Corbacho ignora a Zapatero y vuelve a criticar a Italia por la inmigración
ABC, 21-05-2008R. DE VICENTE/V. BECERRIL
MADRID/ROMA. Celestino Corbacho, ministro de Trabajo e Inmigración, volvió ayer a echar «leña al fuego» a la polémica sobre inmigración con Italia y, por tanto, desobedeció las consignas de su jefe Zapatero de no remover más este asunto, que ha alcanzado unas cotas preocupantes. Y lo hizo, además, a pesar de que mañana está prevista una reunión entre el secretario de Estado para la UE, Diego López Garrido, con el ministro de Políticas Comunitarias italiano, Andrea Ronchi, para que éste último «ilustre» al Ejecutivo español sobre la política de inmigración italiana. Es la segunda vez que Corbacho arremete contra Italia por este asunto; antes que él, lo hizo la vicepresidenta del Gobierno, María Teresa Fernández de la Vega, y la flamante ministra de Igualdad, Bibiana Aído, tampoco facilitó las cosas con su ocurrencia de estar dispuesta a pagar un psiquiatra a Berlusconi.
El ministro de Trabajo e Inmigración se refirió de nuevo a este tema a pesar de que él mismo reconoce que rebasa sus funciones. Así, Corbacho insinuó que el Gobierno italiano vulnera los derechos humanos. Para el ministro, la diferencia entre ambos países en materia de inmigración reside en que «aquí el retorno de una persona ilegal nunca se podrá hacer usando la fuerza y sin respetar los derechos humanos», y en que «en España no se hacen redadas contra inmigrantes».
Críticas de la izquierda italiana
Mientras, en Italia las voces que protestan ante la «injerencia» de los ministros españoles en su política de inmigración ya no proceden tan sólo de miembros del Gobierno de Berlusconi o de su órbita ideológica, sino que ahora también el principal partido de la oposición, el Partido Democrático – orientado hacia el centro – izquierda – , se ha posicionado en contra de la actitud mostrada desde Madrid.

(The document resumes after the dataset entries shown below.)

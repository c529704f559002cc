//! Error types for the template and submission stores

use thiserror::Error;

/// Result type for store operations
pub type Result<T> = std::result::Result<T, StoreError>;

/// Errors that can occur in store operations
///
/// Missing ids are not errors: mutations against an unknown template,
/// section or field return [`crate::Outcome::Unchanged`].
#[derive(Debug, Error)]
pub enum StoreError {
    /// Template limit reached; the collection is left unchanged
    #[error("maximum of {limit} templates allowed")]
    CapacityExceeded { limit: usize },

    /// Submission contained no non-empty values for the template's fields
    #[error("no data to submit")]
    EmptySubmission,

    /// IO error
    #[error("IO error: {0}")]
    Io(#[from] std::io::Error),

    /// JSON serialization error
    #[error("JSON error: {0}")]
    Json(#[from] serde_json::Error),

    /// YAML serialization error
    #[error("YAML error: {0}")]
    Yaml(#[from] serde_yaml_ng::Error),
}

impl StoreError {
    /// Whether the caller can fix this by changing its input
    pub fn is_user_error(&self) -> bool {
        matches!(self, Self::CapacityExceeded { .. } | Self::EmptySubmission)
    }
}
//! Form template data model and field validation engine
//!
//! `formwright-fields` is a pure, schema-only crate. It defines what a form
//! template looks like and how submitted values are checked against it. It
//! performs no I/O; storage and mutation live in `formwright-store`.
//!
//! # Architecture
//!
//! - **Discriminated fields**: [`FieldKind`] is a tagged union, so a field can
//!   only carry the attributes of its own kind
//! - **Order is data**: sections and fields carry an explicit `order`; display
//!   order comes from sorting on it, not from vector position
//! - **Validation is data**: [`validate_form`] returns a list of
//!   [`ValidationError`] values and never fails

pub mod error;
pub mod ids;
pub mod types;
pub mod validation;

pub use error::{FieldsError, Result};
pub use ids::{FieldId, OptionId, SectionId, SubmissionId, TemplateId};
pub use types::{
    BooleanVariant, Field, FieldKind, FieldOption, FormData, FormSubmission, LabelSize, Section,
    Template,
};
pub use validation::{is_empty_value, validate_field, validate_form, ValidationError};
//! TemplateStore - the collection of templates and its structural mutations.
//!
//! Every mutation works on a copy of the targeted template, persists the
//! resulting collection, and only then replaces the in-memory state. A failed
//! write leaves the store exactly as it was.

use formwright_fields::{Field, FieldId, FieldKind, Section, SectionId, Template, TemplateId};
use tracing::{debug, warn};

use crate::blob::{load_list, save_list, BlobStore, TEMPLATES_KEY};
use crate::error::{Result, StoreError};
use crate::outcome::Outcome;

/// Maximum number of templates that may exist at once.
pub const MAX_TEMPLATES: usize = 5;

/// Metadata changes for a template. Unset values are left alone.
#[derive(Debug, Clone, Default)]
pub struct TemplateUpdate {
    pub name: Option<String>,
    /// `Some(None)` clears the description
    pub description: Option<Option<String>>,
}

impl TemplateUpdate {
    pub fn new() -> Self {
        Self::default()
    }

    pub fn with_name(mut self, name: impl Into<String>) -> Self {
        self.name = Some(name.into());
        self
    }

    pub fn with_description(mut self, description: impl Into<String>) -> Self {
        self.description = Some(Some(description.into()));
        self
    }

    pub fn without_description(mut self) -> Self {
        self.description = Some(None);
        self
    }

    fn apply(&self, template: &mut Template) {
        if let Some(name) = &self.name {
            template.name = name.clone();
        }
        if let Some(description) = &self.description {
            template.description = description.clone();
        }
    }
}

/// Changes for a section. `order` is only touched when given explicitly.
#[derive(Debug, Clone, Default)]
pub struct SectionUpdate {
    pub title: Option<String>,
    pub order: Option<usize>,
}

impl SectionUpdate {
    pub fn new() -> Self {
        Self::default()
    }

    pub fn with_title(mut self, title: impl Into<String>) -> Self {
        self.title = Some(title.into());
        self
    }

    pub fn with_order(mut self, order: usize) -> Self {
        self.order = Some(order);
        self
    }

    fn apply(&self, section: &mut Section) {
        if let Some(title) = &self.title {
            section.title = title.clone();
        }
        if let Some(order) = self.order {
            section.order = order;
        }
    }
}

/// Changes for a field.
///
/// A new `kind` replaces every kind-specific attribute at once, so a field
/// can never hold attributes of two kinds. `required` is applied after
/// `kind` and is ignored for labels.
#[derive(Debug, Clone, Default)]
pub struct FieldUpdate {
    pub label: Option<String>,
    pub kind: Option<FieldKind>,
    pub required: Option<bool>,
    pub order: Option<usize>,
}

impl FieldUpdate {
    pub fn new() -> Self {
        Self::default()
    }

    pub fn with_label(mut self, label: impl Into<String>) -> Self {
        self.label = Some(label.into());
        self
    }

    pub fn with_kind(mut self, kind: FieldKind) -> Self {
        self.kind = Some(kind);
        self
    }

    pub fn with_required(mut self, required: bool) -> Self {
        self.required = Some(required);
        self
    }

    pub fn with_order(mut self, order: usize) -> Self {
        self.order = Some(order);
        self
    }

    fn apply(&self, field: &mut Field) {
        if let Some(label) = &self.label {
            field.label = label.clone();
        }
        if let Some(kind) = &self.kind {
            field.kind = kind.clone();
        }
        if let Some(required) = self.required {
            field.kind.set_required(required);
        }
        if let Some(order) = self.order {
            field.order = order;
        }
    }
}

/// The data needed to add a field. Id and order are assigned by the store.
#[derive(Debug, Clone, PartialEq)]
pub struct FieldDraft {
    pub label: String,
    pub kind: FieldKind,
}

impl FieldDraft {
    pub fn new(label: impl Into<String>, kind: FieldKind) -> Self {
        Self {
            label: label.into(),
            kind,
        }
    }
}

/// Owns the template collection and persists it under [`TEMPLATES_KEY`].
pub struct TemplateStore<S: BlobStore> {
    blobs: S,
    templates: Vec<Template>,
}

impl<S: BlobStore> TemplateStore<S> {
    /// Load the stored collection. A store that was never written is empty.
    pub fn load(blobs: S) -> Result<Self> {
        let templates: Vec<Template> = load_list(&blobs, TEMPLATES_KEY)?;
        debug!(templates = templates.len(), "template store loaded");
        Ok(Self { blobs, templates })
    }

    /// All templates, in creation order.
    pub fn templates(&self) -> &[Template] {
        &self.templates
    }

    pub fn get(&self, id: &TemplateId) -> Option<&Template> {
        self.templates.iter().find(|t| &t.id == id)
    }

    pub fn len(&self) -> usize {
        self.templates.len()
    }

    pub fn is_empty(&self) -> bool {
        self.templates.is_empty()
    }

    /// Give back the underlying blob store.
    pub fn into_blobs(self) -> S {
        self.blobs
    }

    // --- Templates ---

    /// Append a new, empty template.
    ///
    /// Fails with [`StoreError::CapacityExceeded`] when [`MAX_TEMPLATES`]
    /// already exist.
    pub fn create_template(
        &mut self,
        name: impl Into<String>,
        description: Option<String>,
    ) -> Result<Template> {
        if self.templates.len() >= MAX_TEMPLATES {
            warn!(limit = MAX_TEMPLATES, "template limit reached");
            return Err(StoreError::CapacityExceeded {
                limit: MAX_TEMPLATES,
            });
        }

        let template = Template::new(name, description);
        let mut next = self.templates.clone();
        next.push(template.clone());
        self.commit(next)?;

        debug!(template = %template.id, name = %template.name, "created template");
        Ok(template)
    }

    /// Merge metadata into a template. Unknown ids are ignored.
    pub fn update_template(&mut self, id: &TemplateId, update: &TemplateUpdate) -> Result<Outcome> {
        self.mutate(id, "update template", |template| {
            update.apply(template);
            Some(())
        })
    }

    /// Remove a template with all of its sections and fields.
    ///
    /// Submissions referencing it are left in place.
    pub fn delete_template(&mut self, id: &TemplateId) -> Result<Outcome> {
        if self.get(id).is_none() {
            debug!(template = %id, "delete template: not found, ignoring");
            return Ok(Outcome::Unchanged);
        }

        let next: Vec<Template> = self
            .templates
            .iter()
            .filter(|t| &t.id != id)
            .cloned()
            .collect();
        self.commit(next)?;

        debug!(template = %id, "deleted template");
        Ok(Outcome::Applied(()))
    }

    // --- Sections ---

    /// Append a section at `order = section count`.
    pub fn add_section(
        &mut self,
        template_id: &TemplateId,
        title: impl Into<String>,
    ) -> Result<Outcome<SectionId>> {
        let title = title.into();
        self.mutate(template_id, "add section", move |template| {
            let section = Section::new(title, template.sections.len());
            let id = section.id;
            template.sections.push(section);
            Some(id)
        })
    }

    pub fn update_section(
        &mut self,
        template_id: &TemplateId,
        section_id: &SectionId,
        update: &SectionUpdate,
    ) -> Result<Outcome> {
        self.mutate(template_id, "update section", |template| {
            let section = template.section_mut(section_id)?;
            update.apply(section);
            Some(())
        })
    }

    /// Remove a section and its fields. Sibling `order` values are kept as-is,
    /// so gaps may appear.
    pub fn delete_section(
        &mut self,
        template_id: &TemplateId,
        section_id: &SectionId,
    ) -> Result<Outcome> {
        self.mutate(template_id, "delete section", |template| {
            let before = template.sections.len();
            template.sections.retain(|s| &s.id != section_id);
            (template.sections.len() != before).then_some(())
        })
    }

    /// Move the section at `source` (in display order) to `destination` and
    /// renumber every section to `0..n-1`.
    pub fn reorder_sections(
        &mut self,
        template_id: &TemplateId,
        source: usize,
        destination: usize,
    ) -> Result<Outcome> {
        self.mutate(template_id, "reorder sections", |template| {
            let mut sections = std::mem::take(&mut template.sections);
            sections.sort_by_key(|s| s.order);
            let mut sections = move_item(sections, source, destination)?;
            for (index, section) in sections.iter_mut().enumerate() {
                section.order = index;
            }
            template.sections = sections;
            Some(())
        })
    }

    // --- Fields ---

    /// Append a field with a fresh id at `order = field count`.
    pub fn add_field(
        &mut self,
        template_id: &TemplateId,
        section_id: &SectionId,
        draft: FieldDraft,
    ) -> Result<Outcome<FieldId>> {
        self.mutate(template_id, "add field", move |template| {
            let section = template.section_mut(section_id)?;
            let mut field = Field::new(draft.label, draft.kind);
            field.order = section.fields.len();
            let id = field.id;
            section.fields.push(field);
            Some(id)
        })
    }

    /// Merge changes into a field. Does not renumber siblings.
    pub fn update_field(
        &mut self,
        template_id: &TemplateId,
        section_id: &SectionId,
        field_id: &FieldId,
        update: &FieldUpdate,
    ) -> Result<Outcome> {
        self.mutate(template_id, "update field", |template| {
            let field = template
                .section_mut(section_id)?
                .fields
                .iter_mut()
                .find(|f| &f.id == field_id)?;
            update.apply(field);
            Some(())
        })
    }

    /// Remove a field. Remaining `order` values are not renumbered.
    pub fn delete_field(
        &mut self,
        template_id: &TemplateId,
        section_id: &SectionId,
        field_id: &FieldId,
    ) -> Result<Outcome> {
        self.mutate(template_id, "delete field", |template| {
            let section = template.section_mut(section_id)?;
            let before = section.fields.len();
            section.fields.retain(|f| &f.id != field_id);
            (section.fields.len() != before).then_some(())
        })
    }

    /// Move the field at `source` (in display order) to `destination` and
    /// renumber every field in the section to `0..n-1`.
    ///
    /// A `source` past the end changes nothing; a `destination` past the end
    /// moves the field last.
    pub fn reorder_fields(
        &mut self,
        template_id: &TemplateId,
        section_id: &SectionId,
        source: usize,
        destination: usize,
    ) -> Result<Outcome> {
        self.mutate(template_id, "reorder fields", |template| {
            let section = template.section_mut(section_id)?;
            let mut fields = std::mem::take(&mut section.fields);
            fields.sort_by_key(|f| f.order);
            let mut fields = move_item(fields, source, destination)?;
            for (index, field) in fields.iter_mut().enumerate() {
                field.order = index;
            }
            section.fields = fields;
            Some(())
        })
    }

    // --- Internal ---

    /// Apply `f` to a copy of the template, then touch and persist it.
    ///
    /// `f` returning `None` means its target was missing: the copy is dropped
    /// and nothing is written.
    fn mutate<T>(
        &mut self,
        template_id: &TemplateId,
        op: &'static str,
        f: impl FnOnce(&mut Template) -> Option<T>,
    ) -> Result<Outcome<T>> {
        let Some(index) = self.templates.iter().position(|t| &t.id == template_id) else {
            debug!(template = %template_id, op, "template not found, ignoring");
            return Ok(Outcome::Unchanged);
        };

        let mut template = self.templates[index].clone();
        let Some(value) = f(&mut template) else {
            debug!(template = %template_id, op, "target not found, ignoring");
            return Ok(Outcome::Unchanged);
        };
        template.touch();

        let mut next = self.templates.clone();
        next[index] = template;
        self.commit(next)?;

        debug!(template = %template_id, op, "template mutated");
        Ok(Outcome::Applied(value))
    }

    fn commit(&mut self, next: Vec<Template>) -> Result<()> {
        save_list(&mut self.blobs, TEMPLATES_KEY, &next)?;
        self.templates = next;
        Ok(())
    }
}

/// Remove the item at `source` and reinsert it at `destination`, clamped to
/// the end. `None` when `source` is out of range.
fn move_item<T>(mut items: Vec<T>, source: usize, destination: usize) -> Option<Vec<T>> {
    if source >= items.len() {
        return None;
    }
    let item = items.remove(source);
    let destination = destination.min(items.len());
    items.insert(destination, item);
    Some(items)
}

Su presidente, Piero Fassino, entró en la polémica aunque en términos más amables que las primeras reacciones que salieron desde Roma. «Creo que esas expresiones de los ministros españoles fueron equivocadas», aseguró a una televisión. Para el líder de la oposición transalpina, se trató sólo de «opiniones personales» de los ministros del PSOE, ya que Zapatero «se apresuró a decir que esa no era la opinión del Gobierno español»
La controversia no ha afectado sólo a los políticos actuales y algunas «viejas glorias» conservadoras se han apresurado a opinar al respecto. El presidente emérito Francesco Cossiga – que gobernó a finales de los 80 – , en una entrevista al «Il Giornale», afín a Silvio Berlusconi, criticó duramente la posición de España e incluso especuló con un complot. «Zapatero se da cuenta que Berlusconi refuerza el eje Sarkozy – Merkel y ha reaccionado de esa forma porque tiene miedo a quedarse aislado», señaló, advirtiendo a su «amigo» Berlusconi para que «tenga cuidado». Pero no se limitó a criticar «la insensatez» de los ministros españoles, sino que aconsejó a Frattini que «retire al embajador» al menos un mes.